Cuando salen puros libros llenos de pretensiones e historias forzadas, escrituras rodeadas de cliché y envueltas en lugares comunes a la contingencia. Un libro como “El Hombre de Cartel” da vuelta el ojo y con pura simpleza y construcción de mundo a base de lenguaje revierte todos esos mecanismos. Acá hay una novela única, que tiene más de una interpretación y sobretodo: formas de convertir y tratar el lenguaje.

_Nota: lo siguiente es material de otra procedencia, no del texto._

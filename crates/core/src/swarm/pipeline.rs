//! # Phases
//!
//! The closed set of workflow phases, the internal stages each phase manager
//! walks through, and the fixed per-phase wiring.

use schemars::JsonSchema;
use serde::{Deserialize, Serialize};
use std::fmt;

use crate::skills::roles::Role;
use crate::skills::signals::SignalMarkers;

/// A workflow phase
#[derive(Debug, Clone, Copy, PartialEq, Eq, Hash, Serialize, Deserialize, JsonSchema)]
#[serde(rename_all = "snake_case")]
pub enum Phase {
    Discovery,
    Research,
}

impl Phase {
    pub fn as_str(&self) -> &'static str {
        match self {
            Phase::Discovery => "discovery",
            Phase::Research => "research",
        }
    }

    /// User-facing phase name
    pub fn display_name(&self) -> &'static str {
        match self {
            Phase::Discovery => "需求分析",
            Phase::Research => "市场调研",
        }
    }
}

impl fmt::Display for Phase {
    fn fmt(&self, f: &mut fmt::Formatter<'_>) -> fmt::Result {
        f.write_str(self.as_str())
    }
}

/// Stage of a phase manager within one turn
#[derive(Debug, Clone, Copy, PartialEq, Eq, Serialize, Deserialize)]
#[serde(rename_all = "snake_case")]
pub enum PhaseStage {
    /// Admission check on a new request
    Admission,
    /// Actor conversation
    Dialogue,
    /// Summary shown, waiting for the user
    ConfirmWait,
    /// Scoring the confirmed artifact
    Audit,
    /// Persisting the accepted artifact
    Archive,
    /// Turn ended
    Done,
}

/// Fixed wiring of one phase
#[derive(Debug, Clone, Copy, PartialEq)]
pub struct PhaseProfile {
    pub phase: Phase,
    /// Dialogue actor
    pub actor: Role,
    /// Author of the manager's own status lines
    pub manager_name: &'static str,
    pub markers: SignalMarkers,
    /// New requests pass the admission check first
    pub requires_admission: bool,
    /// Accepted artifacts are persisted through the Document Auditor
    pub archives: bool,
    /// Document keywords of the artifact this phase builds on
    pub prerequisite_keywords: &'static [&'static str],
    /// Fallback filename stem for archived artifacts
    pub archive_stem: &'static str,
}

impl PhaseProfile {
    pub fn for_phase(phase: Phase) -> Self {
        match phase {
            Phase::Discovery => Self {
                phase,
                actor: Role::DiscoveryInterviewer,
                manager_name: "Discovery_Phase_Manager",
                markers: SignalMarkers::DISCOVERY,
                requires_admission: true,
                archives: true,
                prerequisite_keywords: &[],
                archive_stem: "PRD",
            },
            Phase::Research => Self {
                phase,
                actor: Role::MarketResearcher,
                manager_name: "Research_Phase_Manager",
                markers: SignalMarkers::RESEARCH,
                requires_admission: false,
                archives: false,
                prerequisite_keywords: &["prd", "discovery"],
                archive_stem: "Research",
            },
        }
    }

    /// Auditor configured for this phase's actor
    pub fn auditor(&self) -> Role {
        Role::QualityAuditor { target: self.phase }
    }
}

#[cfg(test)]
mod tests {
    use super::*;

    #[test]
    fn test_phase_names() {
        assert_eq!(Phase::Discovery.to_string(), "discovery");
        assert_eq!(Phase::Research.display_name(), "市场调研");
        assert_eq!(
            serde_json::from_str::<Phase>("\"research\"").unwrap(),
            Phase::Research
        );
        assert!(serde_json::from_str::<Phase>("\"architecture\"").is_err());
    }

    #[test]
    fn test_profiles() {
        let discovery = PhaseProfile::for_phase(Phase::Discovery);
        assert!(discovery.requires_admission);
        assert!(discovery.archives);
        assert_eq!(discovery.actor, Role::DiscoveryInterviewer);
        assert_eq!(discovery.auditor().author(), "Senior_PM_Auditor_for_Discovery_Expert");

        let research = PhaseProfile::for_phase(Phase::Research);
        assert!(!research.requires_admission);
        assert!(!research.archives);
        assert_eq!(research.markers, SignalMarkers::RESEARCH);
    }
}
//! # Document Tools
//!
//! Filesystem access for archived artifacts.
//!
//! ## Modules
//!
//! - `documents` - Named markdown store and the tool-call surface over it
//! - `loader` - Read-only lookup by path or by filename keyword

pub mod documents;
pub mod loader;

pub use documents::{DocumentCommand, DocumentError, DocumentStore, DocumentTools, FsDocumentStore};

Según yo hay harto escritor-lector-crítico buscando una novela que los interpele, los haga entender un mundo costumbrista y alguna forma corta o larga de público . Al final las lecturas y los libros están dirigidos a públicos específicos y ojalá sean hartos. Porque las novelas parecen más “novedad editorial” que un texto trabajado y construido a base de escritura, lenguaje, estructura forma, que se yo. Bueno, eso es otro tema. Mi idea es que El Hombre del Cartel se corre a un lado de eso y Ferrada construye quizás una novela sin pretensiones aparentes, pero al no tenerlas, tiene interpretaciones:
Un niño habla de un tal Ramón. Ramón sube a vivir a un Cartel de Coca-Cola que ilumina una fachada continua. Ese niño vive en viviendas sociales. Ese niño tiene una madre que rompe platos. Ese niño es criado por dos mujeres que lo mantienen al tanto de sus problemas, porque las escucha. Ese niño construye un mundo, una forma de mirar y sobretodo de intervenir el lenguaje. Porque los niños antes de conceptualizar, ellos metaforizan y el niño de la novela lo hace. Puedo dar más detalles. Hay fogatas, hay guardias, robos hormigas, matones, los mismos matones de siempre que ya no son la policía, sino la misma gente. En fin. La historia tiene muchas interpretaciones, porque no hay preocupación de que contar. Sino que Ferrada se preocupa de cómo contarlo. Y sabe cómo contarlo.
Leer la obra de Ferrada es obviamente leer su literatura de infancia. Sus poemas en “niños” y en poemas “cuando fuiste nube” todos comparables a esos poemarios que se publican en grandes cantidades -para adultos- sobre árboles, plantas, pájaros y más en chile. Y esa manera de estar creando metáforas se relaciona no al histórico panorama paternalismo y adultocentrismo que habita la literatura infantil. Da dos o tres pasos más. Porque el pueblo que habita la voz del niño no responde a los “chigua”, ni a la sopa de papas que sale en cada película(cine-cuico supongo) que habla de viviendas despellejadas y rotas en algún pueblito desértico. Al contrario, acá no se viene a llorar la provincia, acá se viene a mostrar y de una forma dura y poderosa: sin nombrarla incluso. No es reivindicativo. Por eso, es mucho más reivindicativo que los que endiosan su “descentralismo escritural”.
En la novela hay hábitos. El niño rompe con esos hábitos cuando narra. Porque los expresa y los convierte en interpretación. No descritos. Incluso los detalles son pocos. Porque la simpleza en Hombre Cartel radica en la forma. Por ejemplo, cuando el niño habla del colegio, podría ser una pieza más de la cientos de formas de hablar del colegio. Pero el niño en su voz narrativa la vuelve única, es la narración dando lugares a lo que no tenía lugar. A pesar de entender el colegio como miles que fuimos niños lo entendimos: un lugar aburrido para ir a calentar el asiento. Es decir, la voz convierte los lugares en otros lugares.
El abandono en la novela arranca cada giro argumentativo, sujetos echados a su gracia, que se mueven en la desgracia, que se corren a otra desgracia y ahí están, mirando el cartel de Coca Cola iluminado.
Ese cartel será una imagen del capitalismo tardío. Esa corrida de viviendas sociales odiando al hombre que vive en el cartel, odiando a los Sin Casa que, es acaso otra mirada de los chaqueta amarillas que soltó la revuelta social. Esos fascismos repentinos que parecen ahogarnos en un país que en todas sus estructuras es violentado para ver al otro como un enemigo. Esas estructuras que crean los adultos y los niños las sufren. Esos niños que aún así tienen el valor de interpretar el mundo y convertirlo en una corrida de juegos en la escalera meada en cualquier edificio periférico. Bueno, estas ideas al hilo no tienen que ver quizás con el libro. Pero justamente es la potencia del libro. Es completamente interpretable, porque dice muchas cosas, cuando todos están diciendo las mismas.